Plaintiff argues that the ALJ improperly considered Plaintiff's decision to forego surgery in discounting his credibility. According to Plaintiff, he cannot afford the surgery. Plaintiff correctly points out that, in the Eleventh Circuit, inability to afford medical treatment can constitute good cause for noncompliance with a course of treatment. Dawkins v. Bowen, 848 F.2d 1211, 1213 (11th Cir. 1988). If one's disability can be cured by treatment or compliance, yet such treatment is not financially available, the condition is disabling in fact and continues to be disabling in law. Id. at 1213. Here, however, the ALJ asked Plaintiff if, finances aside, he would go through with the recommended surgery. Plaintiff testified, "I'm kinda scared to go through another surgery again, because sometimes I hear it can get worse." (R. 69) The ALJ considered this reluctance as follows:
The claimant's credibility as to the severity and disabling nature of his pain is somewhat diminished by his unwillingness to consider a procedure that could alleviate or diminish his pain. Further more, although Dr. Mozzetti ordered physical therapy, the claimant denied having any therapy since 2009. He also denied having any steroid injections or other types of treatment, and testified that he only does stretches in his mother's pool.(R. 26) Consequently, the ALJ's credibility determination is not "inextricably tied to the finding of [Plaintiff's] noncompliance" with the recommended back surgery. Dawkins, 848 F.2d at 1214. In fact, she also considered his failure to comply with more cost-effective treatments and the medical evidence that Plaintiff's pain is not disabling and is generally on a level of 5 out of 10. Finally, as the ALJ emphasized, at one point in 2011, Plaintiff was simultaneously receiving prescription pain medications from three sources: Drs. Mozzetti and Levenberg and an emergency room physician. The ALJ properly considered this drug-seeking behavior in discounting his credibility. See Douglas v. Comm'r of Soc. Sec., 486 F. App'x 72, 75 (11th Cir. 2012). For these reasons, the ALJ's credibility determination is supported by substantial evidence.
D. Conclusion
For the reasons stated, it is hereby
RECOMMENDED:
1. That the Plaintiff's complaint be dismissed and the Commissioner's decision be affirmed.
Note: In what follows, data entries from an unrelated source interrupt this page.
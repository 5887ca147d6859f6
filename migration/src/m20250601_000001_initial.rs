use sea_orm_migration::prelude::*;

#[derive(DeriveMigrationName)]
pub struct Migration;

#[async_trait::async_trait]
impl MigrationTrait for Migration {
    async fn up(&self, manager: &SchemaManager) -> Result<(), DbErr> {
        // 初始表结构，直接执行 SQL 文件
        let sql = include_str!("../../migrations/20250601000001_initial.sql");
        manager.get_connection().execute_unprepared(sql).await?;
        Ok(())
    }

    async fn down(&self, _manager: &SchemaManager) -> Result<(), DbErr> {
        Ok(())
    }
}
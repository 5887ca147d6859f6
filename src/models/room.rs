use crate::entities::{room_entity, room_type_entity};
use serde::{Deserialize, Serialize};
use utoipa::ToSchema;

#[derive(Debug, Clone, Deserialize, ToSchema)]
pub struct CreateRoomRequest {
    pub room_number: String,
    pub room_type: String,
}

#[derive(Debug, Clone, Deserialize, ToSchema)]
pub struct SetRoomClosedRequest {
    pub closed: bool,
}

#[derive(Debug, Serialize, ToSchema)]
pub struct RoomResponse {
    pub room_number: String,
    pub room_type: String,
    pub is_closed: bool,
}

impl From<room_entity::Model> for RoomResponse {
    fn from(m: room_entity::Model) -> Self {
        Self {
            room_number: m.room_number,
            room_type: m.room_type,
            is_closed: m.is_closed,
        }
    }
}

#[derive(Debug, Serialize, ToSchema)]
pub struct RoomTypeResponse {
    pub name: String,
    pub default_price: f64,
}

impl From<room_type_entity::Model> for RoomTypeResponse {
    fn from(m: room_type_entity::Model) -> Self {
        Self {
            name: m.name,
            default_price: m.default_price,
        }
    }
}
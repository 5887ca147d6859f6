use chrono::{DateTime, Utc};
use sea_orm::entity::prelude::*;

/// 订单修改审计流水，只追加不修改
#[derive(Clone, Debug, PartialEq, DeriveEntityModel, Eq)]
#[sea_orm(table_name = "order_audits")]
pub struct Model {
    #[sea_orm(primary_key)]
    pub id: i64,
    pub order_id: String,
    pub field: String,
    pub old_value: Option<String>,
    pub new_value: Option<String>,
    pub reason: Option<String>,
    pub created_at: DateTime<Utc>,
}

#[derive(Copy, Clone, Debug, EnumIter, DeriveRelation)]
pub enum Relation {}

impl ActiveModelBehavior for ActiveModel {}
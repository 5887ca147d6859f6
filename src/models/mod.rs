pub mod bill;
pub mod common;
pub mod handover;
pub mod order;
pub mod pagination;
pub mod room;

pub use bill::*;
pub use common::*;
pub use handover::*;
pub use order::*;
pub use pagination::*;
pub use room::*;
use crate::entities::bill_entity;
use chrono::{DateTime, NaiveDate, Utc};
use serde::{Deserialize, Serialize};
use utoipa::ToSchema;

#[derive(Debug, Clone, Deserialize, ToSchema)]
pub struct RefundDepositRequest {
    pub amount: f64,
    pub method: String,
    /// 缺省为当前时间
    #[serde(default)]
    pub time: Option<DateTime<Utc>>,
}

#[derive(Debug, Clone, Deserialize, ToSchema)]
pub struct BillQuery {
    pub page: Option<u64>,
    pub page_size: Option<u64>,
    pub stay_date: Option<NaiveDate>,
    pub order_id: Option<String>,
}

#[derive(Debug, Serialize, ToSchema)]
pub struct BillResponse {
    pub id: i64,
    pub order_id: String,
    pub room_number: String,
    pub guest_name: String,
    pub change_type: String,
    pub change_price: f64,
    pub deposit: f64,
    pub refund_deposit: f64,
    pub room_fee: f64,
    pub total_income: f64,
    pub pay_way: String,
    pub stay_date: NaiveDate,
    pub stay_type: String,
    pub create_time: DateTime<Utc>,
    pub refund_time: Option<DateTime<Utc>>,
    pub refund_method: Option<String>,
}

impl From<bill_entity::Model> for BillResponse {
    fn from(m: bill_entity::Model) -> Self {
        Self {
            id: m.id,
            order_id: m.order_id,
            room_number: m.room_number,
            guest_name: m.guest_name,
            change_type: m.change_type,
            change_price: m.change_price,
            deposit: m.deposit,
            refund_deposit: m.refund_deposit,
            room_fee: m.room_fee,
            total_income: m.total_income,
            pay_way: m.pay_way,
            stay_date: m.stay_date,
            stay_type: m.stay_type,
            create_time: m.create_time,
            refund_time: m.refund_time,
            refund_method: m.refund_method,
        }
    }
}
use std::collections::BTreeMap;

use serde::Serialize;

use super::reporter::{MetricDescriptor, Unit};

/// Graph definitions keyed by graph name, shipped to the agent on a
/// metadata request.
#[derive(Debug, Clone, Serialize)]
pub struct Graphs {
    pub graphs: BTreeMap<String, GraphDefinition>,
}

/// One graph as the agent expects it.
#[derive(Debug, Clone, Serialize)]
pub struct GraphDefinition {
    pub label: String,
    pub unit: Unit,
    pub metrics: Vec<MetricDefinition>,
}

#[derive(Debug, Clone, Serialize)]
pub struct MetricDefinition {
    pub name: String,
    pub label: String,
    pub stacked: bool,
}

impl From<&MetricDescriptor> for Graphs {
    fn from(d: &MetricDescriptor) -> Self {
        let graph = GraphDefinition {
            label: d.label.clone(),
            unit: d.unit,
            metrics: vec![MetricDefinition {
                name: d.key.clone(),
                label: d.metric_label.clone(),
                stacked: false,
            }],
        };

        Self {
            graphs: BTreeMap::from([(d.graph.clone(), graph)]),
        }
    }
}
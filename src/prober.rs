use std::future::Future;
use std::time::{Duration, Instant};

use async_trait::async_trait;

use crate::config::ProbeConfig;
use crate::error::ProbeError;

// ─── Bus seams ───────────────────────────────────────────────────

/// Publishing side of the bus.
#[async_trait]
pub trait Publisher: Send {
    /// Publish and wait for the server's acknowledgment.
    async fn publish(&mut self, channel: &str, message: &str) -> Result<(), ProbeError>;
}

/// Subscribing side of the bus. Consumed by `subscribe` so a connection
/// backs at most one subscription.
#[async_trait]
pub trait Subscriber: Send {
    type Subscription: Subscription;

    /// Resolves only once the server has acknowledged the subscription.
    async fn subscribe(self, channel: &str) -> Result<Self::Subscription, ProbeError>;
}

/// An acknowledged subscription. Dropping it without `close` must still
/// release the underlying connection.
#[async_trait]
pub trait Subscription: Send {
    /// Wait for the next message on the channel and return its payload.
    async fn receive(&mut self) -> Result<String, ProbeError>;

    /// Unsubscribe and release the connection.
    async fn close(&mut self) -> Result<(), ProbeError>;
}

// ─── Result ──────────────────────────────────────────────────────

/// One successful round trip.
#[derive(Debug, Clone, Copy, PartialEq)]
pub struct Latency {
    pub elapsed: Duration,
}

impl Latency {
    /// Elapsed time in microseconds, with sub-microsecond fraction.
    pub fn as_micros_f64(&self) -> f64 {
        self.elapsed.as_nanos() as f64 / 1_000.0
    }
}

pub type ProbeResult = Result<Latency, ProbeError>;

// ─── Probe ───────────────────────────────────────────────────────

/// Run one subscribe → publish → receive exchange.
///
/// The publish is only issued after the subscription is acknowledged, and
/// the subscription is closed exactly once whatever happens afterwards.
/// Subscribe, publish, receive and close are each bounded by
/// `config.timeout`.
pub async fn probe<P, S>(publisher: &mut P, subscriber: S, config: &ProbeConfig) -> ProbeResult
where
    P: Publisher,
    S: Subscriber,
{
    let channel = config.channel.as_str();

    let mut subscription = bounded(
        config.timeout,
        subscriber.subscribe(channel),
        || ProbeError::subscribe(channel, timeout_reason(config.timeout, "acknowledgment")),
    )
    .await?;
    tracing::debug!(channel, "subscription acknowledged");

    let outcome = exchange(publisher, &mut subscription, config).await;

    let released = bounded(config.timeout, subscription.close(), || {
        ProbeError::release(channel, timeout_reason(config.timeout, "UNSUBSCRIBE reply"))
    })
    .await;
    if let Err(e) = released {
        tracing::warn!(channel, error = %e, "failed to release subscription");
    }

    outcome
}

/// Publish, start the clock on acknowledgment, wait for one message.
async fn exchange<P, T>(publisher: &mut P, subscription: &mut T, config: &ProbeConfig) -> ProbeResult
where
    P: Publisher,
    T: Subscription,
{
    let channel = config.channel.as_str();

    bounded(config.timeout, publisher.publish(channel, &config.message), || {
        ProbeError::publish(channel, timeout_reason(config.timeout, "PUBLISH reply"))
    })
    .await?;
    let start = Instant::now();

    // Payload is not checked: any message on the channel ends the wait.
    let payload = bounded(config.timeout, subscription.receive(), || {
        ProbeError::receive(channel, timeout_reason(config.timeout, "message"))
    })
    .await?;
    let elapsed = start.elapsed();

    tracing::debug!(
        channel,
        bytes = payload.len(),
        elapsed_us = elapsed.as_micros() as u64,
        "message received"
    );

    Ok(Latency { elapsed })
}

async fn bounded<F, T>(
    limit: Duration,
    fut: F,
    on_timeout: impl FnOnce() -> ProbeError,
) -> Result<T, ProbeError>
where
    F: Future<Output = Result<T, ProbeError>>,
{
    match tokio::time::timeout(limit, fut).await {
        Ok(res) => res,
        Err(_) => Err(on_timeout()),
    }
}

fn timeout_reason(limit: Duration, waiting_for: &str) -> String {
    format!("no {waiting_for} within {}ms", limit.as_millis())
}
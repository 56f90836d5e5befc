use std::io::Write;
use std::process::ExitCode;

use redis_latency_probe::config::Config;
use redis_latency_probe::logging::init_tracing;
use redis_latency_probe::metrics::{describe, report};
use redis_latency_probe::{measure, plugin};

#[tokio::main(flavor = "current_thread")]
async fn main() -> ExitCode {
    // ── 1. Configuration, parsed once ───────────────────────────
    let config = Config::parse_args().into_plugin_config();
    init_tracing(&config.log_level);

    let descriptor = describe(&config.probe, &config.subscribe);
    let stdout = std::io::stdout();
    let mut out = stdout.lock();

    // ── 2. Metadata request: no probe ───────────────────────────
    if plugin::is_meta_request() {
        return match plugin::output_definitions(&mut out, &descriptor) {
            Ok(()) => ExitCode::SUCCESS,
            Err(e) => {
                tracing::error!(error = %e, "failed to write graph definitions");
                ExitCode::FAILURE
            }
        };
    }

    // ── 3. One probe ────────────────────────────────────────────
    tracing::debug!(
        pub_addr = %config.publish.address,
        sub_addr = %config.subscribe.address,
        channel = %config.probe.channel,
        "probing"
    );
    let result = measure(&config).await;

    let mut status = ExitCode::SUCCESS;
    match &result {
        Ok(latency) => {
            tracing::debug!(latency_us = latency.as_micros_f64(), "probe succeeded");
        }
        Err(e) if e.is_soft() => {
            tracing::info!(
                error = %e,
                "no sample this period (managed Redis without CONFIG may cause this); skipping"
            );
        }
        Err(e) => {
            tracing::error!(kind = %e.kind(), error = %e, "probe failed");
            status = ExitCode::FAILURE;
        }
    }

    // ── 4. Report ───────────────────────────────────────────────
    let stat = report(&result, &config.probe, &config.subscribe);
    let now = chrono::Utc::now().timestamp();

    if let Err(e) = plugin::output_values(&mut out, &descriptor, &stat, now).and_then(|()| {
        out.flush()?;
        Ok(())
    }) {
        tracing::error!(error = %e, "failed to write metric values");
        return ExitCode::FAILURE;
    }

    match plugin::load_values(&config.tempfile) {
        Ok(prev) => tracing::debug!(
            age_secs = now - prev.last_time,
            previous = ?prev.values,
            "previous values"
        ),
        Err(e) => tracing::debug!(error = %e, "no previous values"),
    }
    if let Err(e) = plugin::save_values(&config.tempfile, &stat, now) {
        tracing::warn!(error = %e, "failed to save tempfile");
    }

    status
}
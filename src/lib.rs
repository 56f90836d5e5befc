//! Redis pub/sub round-trip latency probe for the Mackerel agent.
//!
//! Each invocation opens a publish and a subscribe connection, publishes
//! one message on the probe channel after the subscription is
//! acknowledged, and times how long it takes to come back.
//!
//! ```bash
//! mackerel-plugin-redis-latency --pubaddr 10.0.0.1:6379 --subaddr 10.0.0.2:6379
//! ```

pub mod config;
pub mod error;
pub mod logging;
pub mod metrics;
pub mod plugin;
pub mod prober;
pub mod redis_client;

pub use config::{EndpointConfig, MetricNaming, PluginConfig, ProbeConfig};
pub use error::{FailureKind, ProbeError};
pub use prober::{probe, Latency, ProbeResult};

/// Provision both connections and run a single probe.
pub async fn measure(config: &PluginConfig) -> ProbeResult {
    let (mut publisher, subscriber) =
        redis_client::connect_pair(&config.publish, &config.subscribe, config.probe.timeout)
            .await?;
    probe(&mut publisher, subscriber, &config.probe).await
}
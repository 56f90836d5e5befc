use std::future::Future;
use std::time::Duration;

use async_trait::async_trait;
use redis::aio::{MultiplexedConnection, PubSub};
use redis::{AsyncCommands, ConnectionAddr, ConnectionInfo, RedisConnectionInfo};
use tokio_stream::StreamExt;

use crate::config::EndpointConfig;
use crate::error::ProbeError;
use crate::prober::{Publisher, Subscriber, Subscription};

// ─── Provisioning ────────────────────────────────────────────────

/// Opens the two independent connections a probe needs.
///
/// Nothing is pooled: every invocation gets fresh sockets, and the two
/// sides never share a connection even when they point at the same server.
/// The subscribe side is connected first, so an unreachable subscribe
/// endpoint is reported under its own address.
pub async fn connect_pair(
    publish: &EndpointConfig,
    subscribe: &EndpointConfig,
    timeout: Duration,
) -> Result<(RedisPublisher, RedisSubscriber), ProbeError> {
    let subscriber = RedisSubscriber::connect(subscribe, timeout).await?;
    let publisher = RedisPublisher::connect(publish, timeout).await?;
    Ok((publisher, subscriber))
}

/// Build a `redis::Client` for one endpoint. AUTH and SELECT are sent by
/// the client during connection setup.
fn client_for(endpoint: &EndpointConfig) -> Result<redis::Client, ProbeError> {
    let (host, port) = endpoint
        .host_port()
        .map_err(|reason| ProbeError::connection(&endpoint.address, reason))?;

    let info = ConnectionInfo {
        addr: ConnectionAddr::Tcp(host, port),
        redis: RedisConnectionInfo {
            db: endpoint.db,
            password: endpoint.password.clone(),
            ..Default::default()
        },
    };

    redis::Client::open(info).map_err(|e| ProbeError::connection(&endpoint.address, e))
}

async fn connect_within<F, T>(
    endpoint: &EndpointConfig,
    timeout: Duration,
    fut: F,
) -> Result<T, ProbeError>
where
    F: Future<Output = redis::RedisResult<T>>,
{
    match tokio::time::timeout(timeout, fut).await {
        Ok(Ok(conn)) => Ok(conn),
        Ok(Err(e)) => Err(ProbeError::connection(&endpoint.address, e)),
        Err(_) => Err(ProbeError::connection(
            &endpoint.address,
            format!("not connected within {}ms", timeout.as_millis()),
        )),
    }
}

// ─── Publish side ────────────────────────────────────────────────

/// Connection used only for PUBLISH.
pub struct RedisPublisher {
    conn: MultiplexedConnection,
}

impl RedisPublisher {
    pub async fn connect(endpoint: &EndpointConfig, timeout: Duration) -> Result<Self, ProbeError> {
        let client = client_for(endpoint)?;
        let conn =
            connect_within(endpoint, timeout, client.get_multiplexed_tokio_connection()).await?;
        tracing::debug!(address = %endpoint.address, db = endpoint.db, "publish connection ready");
        Ok(Self { conn })
    }
}

#[async_trait]
impl Publisher for RedisPublisher {
    async fn publish(&mut self, channel: &str, message: &str) -> Result<(), ProbeError> {
        let receivers: i64 = self
            .conn
            .publish(channel, message)
            .await
            .map_err(|e| ProbeError::publish(channel, e))?;
        tracing::trace!(channel, receivers, "published");
        Ok(())
    }
}

// ─── Subscribe side ──────────────────────────────────────────────

/// Connection used only for SUBSCRIBE.
pub struct RedisSubscriber {
    pubsub: PubSub,
}

impl RedisSubscriber {
    pub async fn connect(endpoint: &EndpointConfig, timeout: Duration) -> Result<Self, ProbeError> {
        let client = client_for(endpoint)?;
        let pubsub = connect_within(endpoint, timeout, client.get_async_pubsub()).await?;
        tracing::debug!(address = %endpoint.address, db = endpoint.db, "subscribe connection ready");
        Ok(Self { pubsub })
    }
}

#[async_trait]
impl Subscriber for RedisSubscriber {
    type Subscription = RedisSubscription;

    async fn subscribe(mut self, channel: &str) -> Result<RedisSubscription, ProbeError> {
        // Returns after the server's SUBSCRIBE reply has been read.
        self.pubsub
            .subscribe(channel)
            .await
            .map_err(|e| ProbeError::subscribe(channel, e))?;

        Ok(RedisSubscription {
            pubsub: self.pubsub,
            channel: channel.to_owned(),
            closed: false,
        })
    }
}

/// Active subscription on one channel. Dropping it closes the socket.
pub struct RedisSubscription {
    pubsub: PubSub,
    channel: String,
    closed: bool,
}

#[async_trait]
impl Subscription for RedisSubscription {
    async fn receive(&mut self) -> Result<String, ProbeError> {
        let msg = {
            let stream = self.pubsub.on_message();
            tokio::pin!(stream);
            stream.next().await
        };

        let msg = msg.ok_or_else(|| {
            ProbeError::receive(&self.channel, "connection closed while waiting")
        })?;
        msg.get_payload::<String>()
            .map_err(|e| ProbeError::receive(&self.channel, e))
    }

    async fn close(&mut self) -> Result<(), ProbeError> {
        if self.closed {
            return Ok(());
        }
        self.closed = true;
        self.pubsub
            .unsubscribe(&self.channel)
            .await
            .map_err(|e| ProbeError::release(&self.channel, e))
    }
}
2. That the Clerk is directed to enter judgment for the Commissioner.
IT IS SO REPORTED in Tampa, Florida on July 14, 2014.
/s/_________
MARK A. P1ZZO
UNITED STATES MAGISTRATE JUDGE
NOTICE TO PARTIES
Failure to file written objections to the proposed findings and recommendations contained in this report within fourteen (14) days from the date of its service shall bar an aggrieved party from attaching the factual findings on appeal. 28 U.S.C. § 636(b)(1).